• Source data
####################

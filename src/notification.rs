use std::time::SystemTime;

/// Machine-readable category of a [`Notification`].
///
/// The string form ([`as_str`](Self::as_str)) is wire-stable; collaborators
/// match on it to decide whether a 4xx response is warranted.
#[derive(Debug, Clone, Copy, PartialEq, Eq)]
#[non_exhaustive]
pub enum NotificationCode {
    /// The multipart boundary could not be determined from `Content-Type`.
    InvalidBoundary,
    /// The `parts` limit was reached; the part was discarded.
    LimitPartCount,
    /// The `files` limit (or a mode's file slot count) was reached.
    LimitFileCount,
    /// A file part exceeded the `file_size` limit; its storage write was
    /// terminated.
    LimitFileSize,
    /// The `fields` limit was reached; the field was dropped.
    LimitFieldCount,
    /// A field value exceeded the `field_size` limit and was truncated.
    LimitFieldValue,
    /// A file part arrived for a field name the configured mode does not
    /// accept.
    LimitUnexpectedFile,
    /// The configured file filter rejected a file part.
    FileFilterError,
    /// A part carried no `Content-Disposition` name and was discarded.
    MissingFieldName,
    /// A storage engine failed to persist a file part.
    StorageError,
    /// The source stream failed or ended mid-parse; parsing stopped early.
    StreamError,
}

impl NotificationCode {
    /// The stable string form of this code.
    pub fn as_str(&self) -> &'static str {
        match self {
            NotificationCode::InvalidBoundary => "INVALID_BOUNDARY",
            NotificationCode::LimitPartCount => "LIMIT_PART_COUNT",
            NotificationCode::LimitFileCount => "LIMIT_FILE_COUNT",
            NotificationCode::LimitFileSize => "LIMIT_FILE_SIZE",
            NotificationCode::LimitFieldCount => "LIMIT_FIELD_COUNT",
            NotificationCode::LimitFieldValue => "LIMIT_FIELD_VALUE",
            NotificationCode::LimitUnexpectedFile => "LIMIT_UNEXPECTED_FILE",
            NotificationCode::FileFilterError => "FILE_FILTER_ERROR",
            NotificationCode::MissingFieldName => "MISSING_FIELD_NAME",
            NotificationCode::StorageError => "STORAGE_ERROR",
            NotificationCode::StreamError => "STREAM_ERROR",
        }
    }
}

/// A recorded non-fatal condition.
///
/// A notification never aborts parsing of the remaining parts: fields and
/// files observed before and after it remain valid and independently usable.
#[derive(Debug, Clone)]
pub struct Notification {
    /// What happened.
    pub code: NotificationCode,
    /// Human-readable detail, e.g. a filter's rejection reason.
    pub message: String,
    /// The field name the condition is scoped to, when known.
    pub field: Option<String>,
    /// When the condition was recorded.
    pub timestamp: SystemTime,
}

impl Notification {
    pub(crate) fn new<M: Into<String>>(code: NotificationCode, message: M, field: Option<String>) -> Notification {
        let message = message.into();
        log::warn!("{}: {}", code.as_str(), message);

        Notification {
            code,
            message,
            field,
            timestamp: SystemTime::now(),
        }
    }
}
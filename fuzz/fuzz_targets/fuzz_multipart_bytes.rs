#![no_main]

use libfuzzer_sys::fuzz_target;
use uploadify::BoundaryStreamParser;

fuzz_target!(|data: &[u8]| {
    // Feed the same input at several chunk sizes; the parser must never
    // panic and must classify the bytes identically regardless of how they
    // were split.
    for chunk_size in [1usize, 7, 64, data.len().max(1)] {
        let mut parser = BoundaryStreamParser::new("X-BOUNDARY");
        let mut events = Vec::new();

        for chunk in data.chunks(chunk_size) {
            if parser.write(chunk, &mut events).is_err() {
                break;
            }
        }

        let _ = parser.finish(&mut events);
    }
});
impl StreamableParser {
    pub fn new(encoding: HarmonyEncoding, role: Option<Role>) -> Self {
        Self::from_state(encoding, ParserState::new(role))
    }

    /// Continue from a saved state.
    pub fn from_state(encoding: HarmonyEncoding, state: ParserState) -> Self {
        Self {
            encoding,
            state,
            tokens: Vec::new(),
            messages: Vec::new(),
        }
    }

    /// Consume one token. On error the parser is unchanged.
    pub fn process(&mut self, token: Rank) -> Result<&mut Self> {
        if let Some(message) = self.encoding.step(&mut self.state, token)? {
            self.messages.push(message);
        }
        self.tokens.push(token);
        Ok(self)
    }

    /// Signal end of input, closing an open message body.
    pub fn process_eos(&mut self) -> Result<&mut Self> {
        if let Some(message) = self.encoding.finish(&mut self.state)? {
            self.messages.push(message);
        }
        Ok(self)
    }

    #[must_use]
    pub fn current_content(&self) -> &str {
        self.state.current_content()
    }

    #[must_use]
    pub fn current_role(&self) -> Option<Role> {
        self.state
            .header()
            .map(|h| h.author.role)
            .or(self.state.next_role)
    }

    #[must_use]
    pub fn current_channel(&self) -> Option<&str> {
        self.state.header().and_then(|h| h.channel.as_deref())
    }

    #[must_use]
    pub fn current_recipient(&self) -> Option<&str> {
        self.state.header().and_then(|h| h.recipient.as_deref())
    }

    #[must_use]
    pub fn current_content_type(&self) -> Option<&str> {
        self.state.header().and_then(|h| h.content_type.as_deref())
    }

    #[must_use]
    pub fn last_content_delta(&self) -> Option<&str> {
        self.state.last_content_delta()
    }

    /// Messages completed so far.
    #[must_use]
    pub fn messages(&self) -> &[Message] {
        &self.messages
    }

    /// Every token processed so far.
    #[must_use]
    pub fn tokens(&self) -> &[Rank] {
        &self.tokens
    }

    #[must_use]
    pub fn state(&self) -> &StreamState {
        &self.state.stream
    }

    #[must_use]
    pub fn parser_state(&self) -> &ParserState {
        &self.state
    }

    /// Snapshot of the current state as JSON.
    pub fn state_json(&self) -> Result<String> {
        let snapshot = serde_json::json!({
            "state": &self.state.stream,
            "current_role": self.current_role(),
            "current_channel": self.current_channel(),
            "current_recipient": self.current_recipient(),
            "current_content_type": self.current_content_type(),
            "current_content": self.current_content(),
            "last_content_delta": self.last_content_delta(),
            "tokens_processed": self.tokens.len(),
        });
        Ok(serde_json::to_string(&snapshot)?)
    }

    #[must_use]
    pub fn into_messages(self) -> Vec<Message> {
        self.messages
    }
}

####################

• Instructions to follow
From the line that contains "pub fn into_messages(self)" down to the last line of the material above, copy every line word for word, both ends included.

• Exercise response
    pub fn into_messages(self) -> Vec<Message> {
        self.messages
    }
}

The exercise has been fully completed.